January 7, 2015
Never in my life did I ever experience Couscous. GTLF has opened my eyes to a great variety of different foods. While I think I still need more experiences with this tiny pasta, the following dish is delicious!
Spiced Chicken Couscous
GTLF: Chicken p.47
Serves 4, working time 15 minutes, total time 20 minutes
3 C reduced sodium chicken broth, defatted
1 1/2 tsp. ground cumin
1 tsp. tumeric
1 tsp. ground ginger
1 tsp. cinnamon
1/2 tsp. freshly ground black pepper
8 drops hot pepper sauce
1 1/3 C couscous
1 1/2 tsp. fresh lemon juice
1 pound skinless, boneless chicken thighs cut into 1 1/2 in. chunks
3 zucchini, cut into 3 in. long strips
2 carrots, cut inot 3 in. long strips
1/4 C dark raisins
3 Tablespoons blanched slivered almonds, toasted
1. In a large saucepan, combine the broth, 1 1/2 C water, the cumin, tumeric, ginger, cinnamon, black pepper, and hot pepper sauce. Bring to a boil over high heat and cook for 3 minutes.
2. In a medium bowl, combine the couscous and lemon juice. Transfer 1 C of the boiling broth to the bowl, cover, and let stand until the couscous has softened, about 5 minutes.

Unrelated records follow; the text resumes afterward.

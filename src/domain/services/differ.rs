//! Differ Domain Service
//!
//! Line-based comparison of an expected file against the output of a fixer.

use std::fmt;

use similar::{capture_diff_slices, Algorithm, DiffOp};

use crate::domain::entities::Verdict;

/// Kind of a single hunk
#[derive(Debug, Clone, Copy, PartialEq, Eq)]
pub enum DeltaKind {
    /// Lines replaced by other lines
    Change,
    /// Lines only present in the expected file
    Delete,
    /// Lines only present in the fixed file
    Insert,
}

impl fmt::Display for DeltaKind {
    fn fmt(&self, f: &mut fmt::Formatter<'_>) -> fmt::Result {
        let name = match self {
            DeltaKind::Change => "ChangeDelta",
            DeltaKind::Delete => "DeleteDelta",
            DeltaKind::Insert => "InsertDelta",
        };
        f.write_str(name)
    }
}

/// One hunk of a line diff
#[derive(Debug, Clone, PartialEq, Eq)]
pub struct Delta {
    pub kind: DeltaKind,
    /// Zero-based index of the first affected expected line
    pub position: usize,
    pub old_lines: Vec<String>,
    pub new_lines: Vec<String>,
}

impl fmt::Display for Delta {
    fn fmt(&self, f: &mut fmt::Formatter<'_>) -> fmt::Result {
        write!(f, "{}, position {}, lines:", self.kind, self.position)?;
        let rows = self.old_lines.len().max(self.new_lines.len());
        for row in 0..rows {
            if let Some(old) = self.old_lines.get(row) {
                write!(f, "\n-[{}]", old)?;
            }
            if let Some(new) = self.new_lines.get(row) {
                write!(f, "\n+<{}>", new)?;
            }
        }
        Ok(())
    }
}

/// Result of a diff operation
#[derive(Debug, Clone, Default, PartialEq, Eq)]
pub struct LineDiff {
    pub deltas: Vec<Delta>,
}

impl LineDiff {
    pub fn has_changes(&self) -> bool {
        !self.deltas.is_empty()
    }

    /// Human readable rendering, one delta per paragraph
    pub fn render(&self) -> String {
        self.deltas
            .iter()
            .map(Delta::to_string)
            .collect::<Vec<_>>()
            .join("\n")
    }

    /// Pass when nothing differs, otherwise Fail with the rendered deltas
    pub fn verdict(&self) -> Verdict {
        if self.has_changes() {
            Verdict::Fail(self.render())
        } else {
            Verdict::Pass(None)
        }
    }
}

/// Differ service for computing file differences
#[derive(Debug, Clone, Copy, Default)]
pub struct Differ;

impl Differ {
    pub fn new() -> Self {
        Self
    }

    /// Compute the line diff from `expected` to `actual`
    pub fn diff_lines(&self, expected: &[String], actual: &[String]) -> LineDiff {
        let deltas = capture_diff_slices(Algorithm::Myers, expected, actual)
            .into_iter()
            .filter_map(|op| match op {
                DiffOp::Equal { .. } => None,
                DiffOp::Delete {
                    old_index, old_len, ..
                } => Some(Delta {
                    kind: DeltaKind::Delete,
                    position: old_index,
                    old_lines: expected[old_index..old_index + old_len].to_vec(),
                    new_lines: Vec::new(),
                }),
                DiffOp::Insert {
                    old_index,
                    new_index,
                    new_len,
                } => Some(Delta {
                    kind: DeltaKind::Insert,
                    position: old_index,
                    old_lines: Vec::new(),
                    new_lines: actual[new_index..new_index + new_len].to_vec(),
                }),
                DiffOp::Replace {
                    old_index,
                    old_len,
                    new_index,
                    new_len,
                } => Some(Delta {
                    kind: DeltaKind::Change,
                    position: old_index,
                    old_lines: expected[old_index..old_index + old_len].to_vec(),
                    new_lines: actual[new_index..new_index + new_len].to_vec(),
                }),
            })
            .collect();
        LineDiff { deltas }
    }
}
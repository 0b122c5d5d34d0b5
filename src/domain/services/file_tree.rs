//! File tree utilities
//!
//! Directory walking helpers over the [`FileSystem`] port. Directory listings
//! are sorted, so every traversal here is deterministic.

use std::path::{Path, PathBuf};

use crate::config::is_config_file;
use crate::domain::ports::{FileSystem, FsResult};

/// Files below `dir` matching `condition`, grouped by directory.
///
/// The files of `dir` itself come first, then nested directories are visited
/// depth-first. Directories without matches produce no group.
pub fn find_all_files_matching(
    fs: &dyn FileSystem,
    dir: &Path,
    condition: &dyn Fn(&Path) -> bool,
) -> FsResult<Vec<Vec<PathBuf>>> {
    let (directories, files): (Vec<PathBuf>, Vec<PathBuf>) =
        fs.list_dir(dir)?.into_iter().partition(|p| fs.is_dir(p));

    let mut groups = Vec::new();
    let matching: Vec<PathBuf> = files.into_iter().filter(|f| condition(f)).collect();
    if !matching.is_empty() {
        groups.push(matching);
    }
    for nested in &directories {
        groups.extend(find_all_files_matching(fs, nested, condition)?);
    }
    Ok(groups)
}

/// First direct child of `dir` matching `condition`
pub fn find_child(
    fs: &dyn FileSystem,
    dir: &Path,
    condition: &dyn Fn(&Path) -> bool,
) -> FsResult<Option<PathBuf>> {
    if !fs.is_dir(dir) {
        return Ok(None);
    }
    Ok(fs.list_dir(dir)?.into_iter().find(|p| condition(p)))
}

/// Directory containing a `save.toml` directly
pub fn find_config_in(fs: &dyn FileSystem, dir: &Path) -> FsResult<Option<PathBuf>> {
    find_child(fs, dir, &|p| is_config_file(p) && fs.is_file(p))
}

/// Containing directories of `path`, nearest first
pub fn parent_dirs(path: &Path) -> impl Iterator<Item = &Path> {
    path.ancestors()
        .skip(1)
        .filter(|p| !p.as_os_str().is_empty())
}

/// Directories below `dir` whose every level satisfies `predicate`.
///
/// A directory rejected by `predicate` is pruned together with its whole
/// subtree; a predicate error aborts the walk. `dir` itself is included when
/// `with_self` is set.
pub fn find_descendant_directories(
    fs: &dyn FileSystem,
    dir: &Path,
    with_self: bool,
    predicate: &dyn Fn(&Path) -> FsResult<bool>,
) -> FsResult<Vec<PathBuf>> {
    let mut found = Vec::new();
    if with_self {
        found.push(dir.to_path_buf());
    }
    for child in fs.list_dir(dir)? {
        if fs.is_dir(&child) && predicate(&child)? {
            found.extend(find_descendant_directories(fs, &child, true, predicate)?);
        }
    }
    Ok(found)
}

/// Directories under `root` whose resources belong to `root`'s config.
///
/// Subtrees with their own `save.toml` belong to a nested scope and are skipped.
pub fn resource_directories(fs: &dyn FileSystem, root: &Path) -> FsResult<Vec<PathBuf>> {
    find_descendant_directories(fs, root, true, &|dir| {
        Ok(find_config_in(fs, dir)?.is_none())
    })
}

/// Directory of `path` relative to `root_dir`; empty when they coincide
/// or when `path` is outside of `root_dir`.
pub fn relative_dir(path: &Path, root_dir: &Path) -> PathBuf {
    path.parent()
        .and_then(|dir| dir.strip_prefix(root_dir).ok())
        .map(Path::to_path_buf)
        .unwrap_or_default()
}
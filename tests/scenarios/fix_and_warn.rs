//! Fix-and-warn scenarios.

use std::sync::Arc;

use save::config::PluginKind;
use save::domain::entities::Verdict;
use save::domain::ports::ExecutionOutput;

use crate::common::*;

const EXPECTED: &str = "\
// ;warn:3:1: Class name should be in PascalCase
package a
class example {}
";

const FIXED: &str = "package a\nclass example {}\n";

#[test]
fn fix_then_warn_on_fixed_copy() {
    let suite = Suite::new();
    suite
        .config("", &[GENERAL, FIX_AND_WARN])
        .file("Test1Test.java", "package a\nclass  example{}\n")
        .file("Test1Expected.java", EXPECTED);
    let executor = Arc::new(ScriptedExecutor::new(|command| {
        if command[0] == "fixer" {
            for file in file_arguments(command, ", ") {
                std::fs::write(file, FIXED).unwrap();
            }
        }
        Ok(ExecutionOutput::default())
    }));

    let report = suite.run("", executor.clone()).unwrap();

    let plugin = &report.nodes[0].plugins[0];
    assert_eq!(plugin.kind, PluginKind::FixAndWarn);
    assert_eq!(plugin.results.len(), 2);
    // Annotations were stripped from the expected file while diffing.
    assert_eq!(plugin.results[0].verdict, Verdict::Pass(None));
    assert_eq!(plugin.results[0].resources.len(), 2);
    // Warnings are checked on the fixed copy.
    let fixed_copy = &plugin.results[1].resources[0];
    assert!(fixed_copy.starts_with(suite.scratch.path()));
    assert!(fixed_copy.ends_with("FixAndWarnPlugin/FixPlugin/Test1Test.java"));
    assert_eq!(plugin.results[1].verdict, Verdict::Pass(None));
    assert_eq!(suite.read("Test1Expected.java"), EXPECTED);

    let commands = executor.commands();
    assert_eq!(commands.len(), 2);
    assert_eq!(commands[0][0], "fixer");
    assert_eq!(commands[1], ["linter".to_string(), fixed_copy.display().to_string()]);
}

#[test]
fn warnings_reported_on_fixed_copy_are_matched() {
    let suite = Suite::new();
    suite
        .config("", &[GENERAL, FIX_AND_WARN])
        .file("Test1Test.java", "// ;warn:2:1: Bad name\nclass example {}\n")
        .file("Test1Expected.java", "class example {}\n");
    let executor = Arc::new(ScriptedExecutor::new(|command| {
        if command[0] == "fixer" {
            return Ok(ExecutionOutput::default());
        }
        Ok(ExecutionOutput {
            exit_code: 0,
            stdout: vec!["/tmp/anywhere/Test1Test.java:2:1: Bad name".to_string()],
            stderr: Vec::new(),
        })
    }));

    let report = suite.run("", executor).unwrap();

    let results = &report.nodes[0].plugins[0].results;
    // The untouched copy still carries its annotation, so the diff fails.
    assert!(matches!(results[0].verdict, Verdict::Fail(_)));
    assert_eq!(results[1].verdict, Verdict::Pass(None));
}

#[test]
fn expected_file_restored_after_tool_failure() {
    let suite = Suite::new();
    suite
        .config("", &[GENERAL, FIX_AND_WARN])
        .file("Test1Test.java", "package a\n")
        .file("Test1Expected.java", EXPECTED);

    let report = suite.run("", Arc::new(ScriptedExecutor::failing(1))).unwrap();

    assert!(report.results().all(|r| matches!(r.verdict, Verdict::Crash(_))));
    assert_eq!(suite.read("Test1Expected.java"), EXPECTED);
}
//! Test Plugins
//!
//! A plugin discovers test units below its config node's directory, runs the
//! analysis tool over them and turns the tool's effect into verdicts.
//!
//! - `FixPlugin` - compares auto-fixed files with expected files
//! - `WarnPlugin` - compares reported warnings with annotated ones
//! - `FixAndWarnPlugin` - fix first, then check warnings on the fixed files

mod fix;
mod fix_and_warn;
mod warn;

use std::fmt::Display;
use std::path::{Path, PathBuf};
use std::sync::Arc;

use crate::config::{GeneralSettings, PluginKind, PluginSettings, SuiteSettings};
use crate::domain::entities::{DebugInfo, TestResult, TestUnit, Verdict};
use crate::domain::ports::{FileSystem, ProcessExecutor};
use crate::domain::services::file_tree::{relative_dir, resource_directories};
use crate::error::{SaveError, SaveResult};

pub use fix::FixPlugin;
pub use fix_and_warn::FixAndWarnPlugin;
pub use warn::WarnPlugin;

/// Verdict message of units skipped through `excludedTests`
pub const EXCLUDED_MESSAGE: &str = "Excluded by configuration";

/// Everything a plugin needs from its surroundings
#[derive(Clone)]
pub struct PluginContext {
    pub fs: Arc<dyn FileSystem>,
    pub executor: Arc<dyn ProcessExecutor>,
    /// Directory of the config node the plugin runs for
    pub test_dir: PathBuf,
    /// Directory of the top-most config; scratch copies keep paths relative to it
    pub root_dir: PathBuf,
    /// Parent of every plugin scratch directory
    pub scratch_root: PathBuf,
    /// File name fragments given on the command line
    pub test_filters: Vec<String>,
    pub general: GeneralSettings,
}

impl PluginContext {
    /// Scratch directory owned by plugins of `kind`
    pub fn scratch_dir_for(&self, kind: PluginKind) -> PathBuf {
        self.scratch_root.join(kind.scratch_name())
    }

    /// Where a working copy of `file` lives inside `scratch_dir`.
    ///
    /// Suite files keep their directory relative to the root config; files that
    /// already are scratch copies keep their directory relative to the scratch root.
    pub fn scratch_copy_path(&self, scratch_dir: &Path, file: &Path) -> PathBuf {
        let name = file.file_name().unwrap_or(file.as_os_str());
        let base = if file.starts_with(&self.root_dir) {
            &self.root_dir
        } else {
            &self.scratch_root
        };
        scratch_dir.join(relative_dir(file, base)).join(name)
    }

    /// Same context with another scratch root, used by composite plugins
    pub fn nested(&self, scratch_root: PathBuf) -> Self {
        Self {
            scratch_root,
            ..self.clone()
        }
    }
}

/// Common contract of all test plugins
pub trait Plugin {
    fn kind(&self) -> PluginKind;

    fn context(&self) -> &PluginContext;

    /// Working directory cleaned at the start of every [`Plugin::execute`]
    fn scratch_dir(&self) -> &Path;

    /// Group the files directly inside `dir` into test units
    fn units_in(&self, dir: &Path) -> SaveResult<Vec<TestUnit>>;

    /// Run the tool over `units` and produce one result per unit
    fn handle_units(&self, units: Vec<TestUnit>) -> SaveResult<Vec<TestResult>>;

    /// Units owned by this plugin's config node, after command line filters
    fn discover_resources(&self) -> SaveResult<Vec<TestUnit>> {
        let ctx = self.context();
        let mut units = Vec::new();
        for dir in resource_directories(ctx.fs.as_ref(), &ctx.test_dir)? {
            units.extend(self.units_in(&dir)?);
        }
        if !ctx.test_filters.is_empty() {
            units.retain(|unit| unit.matches_any(&ctx.test_filters));
        }
        Ok(units)
    }

    /// Prepare the scratch directory, discover units and handle them
    #[tracing::instrument(skip_all, fields(plugin = %self.kind(), dir = %self.context().test_dir.display()))]
    fn execute(&self) -> SaveResult<Vec<TestResult>> {
        prepare_scratch_dir(self.context().fs.as_ref(), self.scratch_dir())?;

        let general = &self.context().general;
        let mut ignored = Vec::new();
        let mut runnable = Vec::new();
        for unit in self.discover_resources()? {
            if unit.matches_any(&general.excluded_tests) {
                ignored.push(TestResult::new(
                    unit.into_files(),
                    Verdict::Ignored(EXCLUDED_MESSAGE.to_string()),
                    DebugInfo::default(),
                ));
            } else if general.included_tests.is_empty() || unit.matches_any(&general.included_tests) {
                runnable.push(unit);
            }
        }
        tracing::debug!(runnable = runnable.len(), ignored = ignored.len(), "resources discovered");

        if runnable.is_empty() {
            return Ok(ignored);
        }
        let mut results = self.handle_units(runnable)?;
        results.extend(ignored);
        Ok(results)
    }
}

/// Instantiate one plugin per validated plugin section
pub fn build_plugins(settings: SuiteSettings, ctx: &PluginContext) -> Vec<Box<dyn Plugin>> {
    let ctx = PluginContext {
        general: settings.general,
        ..ctx.clone()
    };
    settings
        .plugins
        .into_iter()
        .filter_map(|plugin| -> Option<Box<dyn Plugin>> {
            match plugin {
                PluginSettings::General(_) => None,
                PluginSettings::Fix(fix) => Some(Box::new(FixPlugin::new(ctx.clone(), fix))),
                PluginSettings::Warn(warn) => Some(Box::new(WarnPlugin::new(ctx.clone(), warn))),
                PluginSettings::FixAndWarn(both) => {
                    Some(Box::new(FixAndWarnPlugin::new(ctx.clone(), both)))
                }
            }
        })
        .collect()
}

fn prepare_scratch_dir(fs: &dyn FileSystem, dir: &Path) -> SaveResult<()> {
    let scratch_error = |err: &dyn Display| SaveError::ScratchDir {
        path: dir.to_path_buf(),
        message: err.to_string(),
    };
    fs.remove_dir_all(dir).map_err(|e| scratch_error(&e))?;
    fs.create_dir_all(dir).map_err(|e| scratch_error(&e))
}

/// Crash result for a unit whose processing failed
pub(crate) fn crash(unit: &TestUnit, error: impl Display, debug_info: DebugInfo) -> TestResult {
    tracing::warn!(resources = ?unit.files(), %error, "test unit crashed");
    TestResult::new(
        unit.files().to_vec(),
        Verdict::Crash(error.to_string()),
        debug_info,
    )
}

/// Regular files directly inside `dir`, sorted
pub(crate) fn files_in(fs: &dyn FileSystem, dir: &Path) -> SaveResult<Vec<PathBuf>> {
    Ok(fs
        .list_dir(dir)?
        .into_iter()
        .filter(|path| fs.is_file(path))
        .collect())
}

pub(crate) fn file_name(path: &Path) -> String {
    path.file_name()
        .map(|name| name.to_string_lossy().into_owned())
        .unwrap_or_default()
}
//! Process Execution
//!
//! Concrete implementations of the ProcessExecutor port.

mod shell;

pub use shell::ShellExecutor;
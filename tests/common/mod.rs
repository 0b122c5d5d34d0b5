//! Common test utilities for save scenario tests.
//!
//! This module provides:
//! - `Suite`: a temp directory tree of configs and resources
//! - `ScriptedExecutor`: an in-process stand-in for the analysis tool
//! - Fixtures: reusable `save.toml` snippets

#![allow(dead_code)]

pub mod executor;
pub mod fixtures;
pub mod suite;

pub use executor::*;
pub use fixtures::*;
pub use suite::*;
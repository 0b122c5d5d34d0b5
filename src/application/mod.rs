//! Application Layer
//!
//! Use cases that orchestrate the business flow.
//! This layer:
//! - Depends on Domain layer (entities, services, ports) and the plugins
//! - Does NOT contain business rules (those are in Domain)
//! - Coordinates between Infrastructure and Domain
//!
//! ## Use Cases
//!
//! - `RunUseCase` - Resolves the config hierarchy and runs every suite in scope

pub mod run;

pub use run::{NodeReport, PluginReport, RunOptions, RunReport, RunSummary, RunUseCase};
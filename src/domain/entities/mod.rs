//! Domain Entities
//!
//! - `ConfigTree` / `ConfigNode` - the discovered `save.toml` hierarchy
//! - `TestUnit` - resource files of one logical test
//! - `TestResult` / `Verdict` - outcome of one test unit
//! - `Warning` - a diagnostic expected by an annotation or reported by a tool

mod config_tree;
mod test_result;
mod test_unit;
mod warning;

pub use config_tree::{ConfigId, ConfigNode, ConfigTree};
pub use test_result::{DebugInfo, TestResult, Verdict};
pub use test_unit::TestUnit;
pub use warning::{format_warnings, Warning};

3. Meanwhile, add the chicken, zucchini, carrots, and more water to cover, if necessary, to the remaining broth. Return to a boil, reduce to a simmer, cover, and cook until the chicken is cooked through, about 5 minutes.
4. Fluff the couscous with a fork and spoon onto 4 serving plates. With a slotted spoon, remove the chicken and vegetables from the broth, place on top of the couscous, and sprinkle with the raisins and almonds. Pour the broth into a sauceboat and serve along with the stew.
Nutritional Information: 9g fat, 488 calories, 1.6 g sat. fat, 66g carbohydrate, 35 g protein, 94 mg. cholesterol, 609 mg sodium.